The type of case studies I have show a positive bias. People and organisations that are interested enough to agree to be case studies tend to engage with each other on their IT projects, and to perceive their projects and their relationships with their consultants and suppliers as successful. Those that don't engage, or don't perceive their projects or consultant-client relationships as successful, have not participated.

Squaring the circle

I'm delighted to receive feedback from a research participant to whom I sent a case study write up. She hadn't seen something the way I had and welcomed my feedback, telling me what she could have done, things I hadn't thought through, and thus useful feedback, because I'll incorporate it.

One reason that research participant hadn't seen things that way was because she was the sole primary client, rather than sharing the client role on a project board, so she had no one to bounce ideas off. In another case study, where a contact client saw something one way, and the consultant who was the project manager saw things in a different way, the consultant was able to share his observations with others, and thus bounced ideas off a fellow consultant on the project board. He in turn worked with someone else on the project board to get done what had to be done.

Of course one of the things when you write up a case study is worrying that perhaps you'll show a research participant in a bad light, so I worry in that second case study that perhaps I'm showing the contact client as worrying too much about detail, but then I don't know that perhaps he was right and in fact the people on the project board didn't have enough information to make informed decisions.
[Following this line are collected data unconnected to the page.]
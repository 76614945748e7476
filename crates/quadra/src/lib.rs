//! # quadra
//!
//! Quadratic polynomials as small immutable values.
//!
//! ## Features
//!
//! - **Arithmetic**: exponent-wise addition and subtraction
//! - **Rendering**: conventional notation such as `x^2 - 4x + 3`
//! - **Root Finding**: real, repeated and complex conjugate roots
//! - **Drawing**: sample over an integer domain into any point sink
//!
//! ## Quick Start
//!
//! ```rust
//! use quadra::prelude::*;
//!
//! let p = Poly2::new(vec![1.0, -3.0, 2.0]);
//! assert_eq!(p.to_string(), "x^2 - 3x + 2");
//! assert_eq!(p.solve().unwrap(), Roots::Real([1.0, 2.0]));
//! assert_eq!(p.evaluate(&4.0).unwrap(), 6.0);
//!
//! let mut sink = RecordingSink::<f64>::new();
//! p.draw(&mut sink).unwrap();
//! assert_eq!(sink.last().unwrap().len(), 11);
//! ```

#![warn(missing_docs)]
#![warn(clippy::all)]
#![warn(clippy::pedantic)]

pub mod logging;

pub use quadra_plot as plot;
pub use quadra_poly as poly;
pub use quadra_rings as rings;

/// Prelude module for convenient imports.
pub mod prelude {
    pub use quadra_plot::{
        draw, draw_over, Draw, PlotError, PointSink, RecordingSink, SampleDomain, TableSink,
    };
    pub use quadra_poly::{Poly2, PolyError, PolyResult, Positional, Roots};
    pub use quadra_rings::{Complex64, IBig, RealRing, Ring};
}
use std::fmt;

use serde::Serialize;

/// Canonical on-disk key of a deposit, independent of its stage.
///
/// Only the identity resolver constructs these; everything else treats the
/// value as opaque.
#[derive(Debug, Clone, PartialEq, Eq, Hash, PartialOrd, Ord, Serialize)]
#[serde(transparent)]
pub struct FolderIdentity(String);

impl FolderIdentity {
    pub(crate) fn new(value: String) -> Self {
        Self(value)
    }

    pub fn as_str(&self) -> &str {
        &self.0
    }
}

impl fmt::Display for FolderIdentity {
    fn fmt(&self, f: &mut fmt::Formatter<'_>) -> fmt::Result {
        f.write_str(&self.0)
    }
}

impl AsRef<str> for FolderIdentity {
    fn as_ref(&self) -> &str {
        &self.0
    }
}
//! `curator intake`: scaffold deposit folders in the first stage.

use anyhow::Result;
use colored::Colorize;

use super::common::{describe_error, finish_batch};
use crate::batch::{run_batch, BatchReport};
use crate::models::deposit::DepositId;
use crate::workflow::{Curator, IntakeOutcome};

/// With `retrieve`, each deposit's files are downloaded right after its
/// folder is in place. Folders already in a later stage are left alone.
pub fn execute(curator: &Curator, ids: &[DepositId], retrieve: bool) -> Result<BatchReport> {
    println!(
        "{} intake of {} deposit(s) into '{}'",
        "→".cyan().bold(),
        ids.len(),
        curator.layout().first()
    );

    let first = curator.layout().first().name();
    let result = run_batch(ids, |id| {
        let (detail, later_stage) = match curator.intake(id)? {
            IntakeOutcome::Created { path, .. } => (format!("created {}", path.display()), false),
            IntakeOutcome::Completed { path, added, .. } => (
                format!("completed {} (added {})", path.display(), added.join(", ")),
                false,
            ),
            IntakeOutcome::AlreadyPresent { stage, path, .. } => (
                format!("already in stage '{stage}', left as is ({})", path.display()),
                stage != first,
            ),
        };
        // Curation past the first stage owns the data folder.
        if !retrieve || later_stage {
            return Ok(detail);
        }
        let report = curator.retrieve(id)?;
        Ok(format!("{detail}; {}", super::retrieve::describe(&report)))
    });
    finish_batch(result, describe_error)
}
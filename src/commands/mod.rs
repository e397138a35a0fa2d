pub mod agreement;
pub mod common;
pub mod doi;
pub mod intake;
pub mod pending;
pub mod retrieve;
pub mod status;
pub mod transition;
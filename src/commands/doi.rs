//! `curator doi`: report or reserve DOIs.

use anyhow::Result;

use super::common::{describe_error, finish_batch};
use crate::batch::{run_batch, BatchReport};
use crate::models::deposit::DepositId;
use crate::provider::DoiStatus;
use crate::workflow::Curator;

pub fn execute(curator: &Curator, ids: &[DepositId], reserve: bool) -> Result<BatchReport> {
    let result = run_batch(ids, |id| {
        curator.doi(id, reserve).map(|status| match status {
            DoiStatus::Reserved(doi) => format!("DOI {doi}"),
            DoiStatus::NotReserved => "no DOI reserved (use --reserve)".to_string(),
        })
    });
    finish_batch(result, describe_error)
}
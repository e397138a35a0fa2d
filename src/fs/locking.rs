//! Advisory-locked file access for deposit artifacts
//!
//! Two operators may run curator against the same deposit at once (see the
//! rename race in the transition engine). Manifest and agreement files are
//! therefore read and written under `fs2` advisory locks so a reader never
//! sees a half-written file.

use anyhow::{Context, Result};
use fs2::FileExt;
use std::fs::{File, OpenOptions};
use std::io::{BufReader, Read, Seek, SeekFrom, Write};
use std::path::Path;

/// Read file contents under a shared lock.
pub fn locked_read(path: &Path) -> Result<String> {
    let file =
        File::open(path).with_context(|| format!("Failed to open file: {}", path.display()))?;
    file.lock_shared()
        .with_context(|| format!("Failed to acquire shared lock: {}", path.display()))?;
    let mut content = String::new();
    BufReader::new(&file)
        .read_to_string(&mut content)
        .with_context(|| format!("Failed to read file: {}", path.display()))?;
    Ok(content)
}

/// Replace file contents under an exclusive lock.
///
/// The sequence is: open → lock → truncate → write → flush. Truncating only
/// after the lock is held keeps concurrent readers from seeing an empty file.
pub fn locked_write(path: &Path, content: &str) -> Result<()> {
    let file = open_for_update(path)?;
    replace_contents(&file, path, content)
}

/// Read-modify-write under a single exclusive lock.
///
/// `update` receives the current contents (empty for a new file) and returns
/// the replacement, or `None` to leave the file untouched.
pub fn locked_update<F>(path: &Path, update: F) -> Result<bool>
where
    F: FnOnce(&str) -> Result<Option<String>>,
{
    let mut file = open_for_update(path)?;
    let mut current = String::new();
    file.read_to_string(&mut current)
        .with_context(|| format!("Failed to read file: {}", path.display()))?;

    match update(&current)? {
        Some(next) => {
            replace_contents(&file, path, &next)?;
            Ok(true)
        }
        None => Ok(false),
    }
}

fn open_for_update(path: &Path) -> Result<File> {
    #[allow(clippy::suspicious_open_options)]
    let file = OpenOptions::new()
        .read(true)
        .write(true)
        .create(true)
        .open(path)
        .with_context(|| format!("Failed to open file for writing: {}", path.display()))?;
    file.lock_exclusive()
        .with_context(|| format!("Failed to acquire exclusive lock: {}", path.display()))?;
    Ok(file)
}

fn replace_contents(mut file: &File, path: &Path, content: &str) -> Result<()> {
    file.set_len(0)
        .with_context(|| format!("Failed to truncate file: {}", path.display()))?;
    file.seek(SeekFrom::Start(0))
        .with_context(|| format!("Failed to rewind file: {}", path.display()))?;
    file.write_all(content.as_bytes())
        .with_context(|| format!("Failed to write file: {}", path.display()))?;
    file.flush()
        .with_context(|| format!("Failed to flush file: {}", path.display()))?;
    Ok(())
}
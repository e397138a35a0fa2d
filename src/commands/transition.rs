//! `curator move`: batch stage transitions.

use anyhow::Result;
use colored::Colorize;

use super::common::finish_batch;
use crate::batch::{run_batch, BatchReport};
use crate::error::CurationError;
use crate::models::deposit::DepositId;
use crate::models::stage::Direction;
use crate::workflow::Curator;

pub fn execute(
    curator: &Curator,
    ids: &[DepositId],
    direction: Direction,
    from: Option<&str>,
) -> Result<BatchReport> {
    let from = from.map(|name| curator.stage(name)).transpose()?;

    match from {
        Some(stage) => println!(
            "{} {} {} deposit(s) from '{}'",
            "→".cyan().bold(),
            direction,
            ids.len(),
            stage
        ),
        None => println!("{} {} {} deposit(s)", "→".cyan().bold(), direction, ids.len()),
    }

    let result = run_batch(ids, |id| {
        curator
            .move_deposit(id, direction, from)
            .map(|moved| format!("{} → {}  {}", moved.from, moved.to, moved.path.display()))
    });
    finish_batch(result, describe_move_failure)
}

/// A missing folder on `move` usually means an earlier run already did it.
pub fn describe_move_failure(err: &CurationError) -> String {
    match err {
        CurationError::NotFound(what) => format!("not found (already moved?): {what}"),
        other => other.to_string(),
    }
}
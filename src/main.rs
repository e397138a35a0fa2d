mod cli;

use anyhow::Result;
use clap::Parser;

use cli::Cli;

/// Exits non-zero only for argument and configuration errors; per-deposit
/// failures are reported in the batch summary.
fn main() -> Result<()> {
    let cli = Cli::parse();
    cli::dispatch(cli)
}
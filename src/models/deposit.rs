use std::fmt;
use std::str::FromStr;

use chrono::{DateTime, Utc};
use serde::{Deserialize, Serialize};

use crate::validation::validate_id;

/// Provider-assigned identifier of a deposit.
///
/// Accepts both JSON numbers and strings on input, always serializes as a
/// string. Validated on construction so it is safe inside a folder name.
#[derive(Debug, Clone, PartialEq, Eq, Hash, PartialOrd, Ord, Serialize, Deserialize)]
#[serde(try_from = "RawDepositId", into = "String")]
pub struct DepositId(String);

impl DepositId {
    pub fn parse(raw: &str) -> anyhow::Result<Self> {
        let id = raw.trim();
        validate_id(id)?;
        Ok(Self(id.to_string()))
    }

    pub fn as_str(&self) -> &str {
        &self.0
    }
}

impl fmt::Display for DepositId {
    fn fmt(&self, f: &mut fmt::Formatter<'_>) -> fmt::Result {
        f.write_str(&self.0)
    }
}

impl FromStr for DepositId {
    type Err = anyhow::Error;

    fn from_str(s: &str) -> anyhow::Result<Self> {
        Self::parse(s)
    }
}

impl From<DepositId> for String {
    fn from(id: DepositId) -> Self {
        id.0
    }
}

#[derive(Deserialize)]
#[serde(untagged)]
enum RawDepositId {
    Number(u64),
    Text(String),
}

impl TryFrom<RawDepositId> for DepositId {
    type Error = anyhow::Error;

    fn try_from(raw: RawDepositId) -> anyhow::Result<Self> {
        match raw {
            RawDepositId::Number(n) => DepositId::parse(&n.to_string()),
            RawDepositId::Text(s) => DepositId::parse(&s),
        }
    }
}

/// Curation review status as reported by the remote repository.
#[derive(Debug, Clone, Copy, PartialEq, Eq, Serialize, Deserialize)]
#[serde(rename_all = "lowercase")]
pub enum CurationStatus {
    Pending,
    Approved,
    Rejected,
    Closed,
    #[serde(other)]
    Unknown,
}

impl CurationStatus {
    /// Lenient mapping from the provider's free-form status string.
    pub fn from_provider(raw: &str) -> Self {
        match raw.trim().to_ascii_lowercase().as_str() {
            "pending" => CurationStatus::Pending,
            "approved" => CurationStatus::Approved,
            "rejected" => CurationStatus::Rejected,
            "closed" => CurationStatus::Closed,
            _ => CurationStatus::Unknown,
        }
    }
}

impl fmt::Display for CurationStatus {
    fn fmt(&self, f: &mut fmt::Formatter<'_>) -> fmt::Result {
        let s = match self {
            CurationStatus::Pending => "pending",
            CurationStatus::Approved => "approved",
            CurationStatus::Rejected => "rejected",
            CurationStatus::Closed => "closed",
            CurationStatus::Unknown => "unknown",
        };
        f.write_str(s)
    }
}

/// Depositor and deposit attributes, read-only and owned by the provider.
///
/// Lives for one invocation only; nothing here is persisted except the
/// fields copied into the curation manifest.
#[derive(Debug, Clone, PartialEq, Eq, Serialize, Deserialize)]
pub struct DepositorRecord {
    pub deposit_id: DepositId,
    /// Depositor's display (legal) name.
    pub depositor_name: String,
    #[serde(default, skip_serializing_if = "Option::is_none")]
    pub email: Option<String>,
    pub title: String,
    pub account_id: u64,
    pub created: DateTime<Utc>,
    pub modified: DateTime<Utc>,
    pub status: CurationStatus,
    #[serde(default, skip_serializing_if = "Option::is_none")]
    pub doi: Option<String>,
}

impl DepositorRecord {
    pub fn name_parts(&self) -> DepositorName {
        DepositorName::from_display_name(&self.depositor_name)
    }

    pub fn summary(&self) -> DepositSummary {
        DepositSummary {
            deposit_id: self.deposit_id.clone(),
            account_id: self.account_id,
            title: Some(self.title.clone()),
            status: self.status,
            created: self.created,
        }
    }
}

/// Short listing entry returned by `list_pending`.
#[derive(Debug, Clone, PartialEq, Eq, Serialize, Deserialize)]
pub struct DepositSummary {
    pub deposit_id: DepositId,
    pub account_id: u64,
    /// Not every listing endpoint returns titles.
    #[serde(default, skip_serializing_if = "Option::is_none")]
    pub title: Option<String>,
    pub status: CurationStatus,
    pub created: DateTime<Utc>,
}

/// One file attached to a deposit, as listed by the provider.
#[derive(Debug, Clone, PartialEq, Eq, Serialize, Deserialize)]
pub struct DepositFile {
    pub id: u64,
    pub name: String,
    #[serde(default)]
    pub size: u64,
    pub download_url: String,
    #[serde(default, skip_serializing_if = "Option::is_none")]
    pub computed_md5: Option<String>,
    /// Link-only entries point at content hosted elsewhere.
    #[serde(default)]
    pub is_link_only: bool,
}

/// First name / surname split of a depositor's display name.
///
/// The last whitespace-separated word is the surname; everything before it
/// is the first name. A single-word name has an empty first name.
#[derive(Debug, Clone, PartialEq, Eq)]
pub struct DepositorName {
    pub first_name: String,
    pub surname: String,
}

impl DepositorName {
    pub fn from_display_name(name: &str) -> Self {
        let words: Vec<&str> = name.split_whitespace().collect();
        match words.split_last() {
            Some((last, rest)) => Self {
                first_name: rest.join(" "),
                surname: (*last).to_string(),
            },
            None => Self {
                first_name: String::new(),
                surname: String::new(),
            },
        }
    }
}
On the other hand, it is the job of project board members to have the vision, and the contact client's job was to know the detail, so there's no criticism of anyone.

Indeed, what I've got is the variety of perspectives that I set out to get. And the variety shows me that when some participants can't make the connections that afford engagement, engagement via two other connections can square the circle to get the job done.

Thursday, 12 August 2010

Engagement - answer to Mollen and Wilson

I try to "pin down the much discussed but elusive concept of engagement" in the context of public sector IT projects, (elusive indeed) whereas Mollen and Wilson attempt this in an online context. Mollen and Wilson analyse engagement's relationship to constructs of telepresence, flow, commitment, but my approach doesn't use these constructs (although commitment seems analogous).

Mollen and Wilson attempt a definition; I don't. I tried - see here. But they attempt a definition of on-line engagement, which is not what I'm looking at. Why do we have to use the same word for something that's not quite the same behaviour!

Mollen and Wilson write "engagement is a volitional commitment by the customer" but that definition applies only to their on-line context and implies a one-way commitment to a brand - there's nothing in there about commitment by the supplier. They write that the customer commitment is "to an active relationship over time" but don't say who the other parties to the relationship are. How can you have relationship with a thing? Aren't relationships between people?

I checked the references section, and although I recognise some references, such as the 2006 paper by Petre, Minocha & Roberts, none of the other references match what I'm using, because she is looking at marketing, advertising and on-line engagement whereas I am looking at engagement in the public sector, on IT projects where there's IT development and interactional behaviour.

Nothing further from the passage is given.